The note stated that van den Bergh had given away addresses to the Nazis including that in which Otto, Anne, her mother Edith, sister Margot, Hermann, Auguste and Peter van Pels, and Fritz Pfeffer, had sought to evade capture. The Franks hid for two years in a concealed annexe in the Jordaan area of Amsterdam before their arrest.

 

Ronald Leopold, director of the Anne Frank House, praised the investigation but he also counselled against taking the findings as definitive.

 

He said: “I have great appreciation for the impressive work of the team, the research has been carefully carried out. A lot of new information has been found, sufficient reason to follow the trail of notary van den Bergh.

 

“The most special find is the copy of the note. But many puzzle pieces remain. About the lists that would have been with the Jewish council, about the note and about the notary himself. These are all things that need to be investigated in order to strengthen the credibility of this theory.”

 

Despite a series of investigations, including two by the Dutch police, the mystery of who led the Nazis to the annexe remains unsolved. Otto Frank, who died in 1980, was thought to have a strong suspicion of that person’s identity but he never divulged it in public.

 

Following the arrest of the family, Anne was sent to Westerbork transit camp, and on to Auschwitz concentration camp before finally ending up in Bergen-Belsen, where she died in February 1945 at the age of 15, possibly from typhus.

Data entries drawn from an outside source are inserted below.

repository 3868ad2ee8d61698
// --- File: crates/meetflow_common/src/http.rs ---
use reqwest::{Client, Error as ReqwestError};
use std::time::Duration;

/// Default timeout for HTTP requests in seconds
pub const DEFAULT_TIMEOUT_SECS: u64 = 8;

/// Creates a new HTTP client with custom configuration.
///
/// # Arguments
///
/// * `timeout_secs` - The timeout in seconds for the client
/// * `follow_redirects` - Whether the client should follow redirects
///
/// # Returns
///
/// A new reqwest::Client instance with the specified configuration
pub fn create_client(timeout_secs: u64, follow_redirects: bool) -> Result<Client, ReqwestError> {
    Client::builder()
        .timeout(Duration::from_secs(timeout_secs))
        .redirect(if follow_redirects {
            reqwest::redirect::Policy::default()
        } else {
            reqwest::redirect::Policy::none()
        })
        .build()
}
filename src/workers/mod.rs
pub mod command_runner;
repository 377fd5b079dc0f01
pub mod ai;
pub mod cli;
pub mod config;
pub mod message;
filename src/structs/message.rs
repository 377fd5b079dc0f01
use serde::{Deserialize, Serialize};
use crate::enums::role::Role;

/// A role-tagged chat message. Serializes to Ollama's `{"role", "content"}` shape.
#[derive(Debug, Clone, PartialEq, Eq, Serialize, Deserialize)]
pub struct Message {
    role: Role,
    content: String,
}

impl Message {
    pub fn new(role: Role, content: impl Into<String>) -> Self {
        Self {
            role,
            content: content.into(),
        }
    }

    pub fn system(content: impl Into<String>) -> Self {
        Self::new(Role::System, content)
    }

    pub fn user(content: impl Into<String>) -> Self {
        Self::new(Role::User, content)
    }

    pub fn assistant(content: impl Into<String>) -> Self {
        Self::new(Role::Assistant, content)
    }

    pub fn role(&self) -> Role {
        self.role
    }

    pub fn content(&self) -> &str {
        &self.content
    }
}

Her published diary spans the period in hiding between 1942 and her last entry on 1 August 1944.

 

Writing in the Dutch newspaper De Volkskrant, Hanco Jürgens, a research assistant at the Germany Institute Amsterdam, said: “It seems much more likely that the arrest was coincidental. After all, five months earlier, two employees had been arrested for the clandestine trade in coupons.

 

“It could therefore equally be a regular check that resulted in the discovery of the hiding place. The fact that the people in hiding had to wait a long time for an arrest car points to this. But this theory is also based on assumptions.”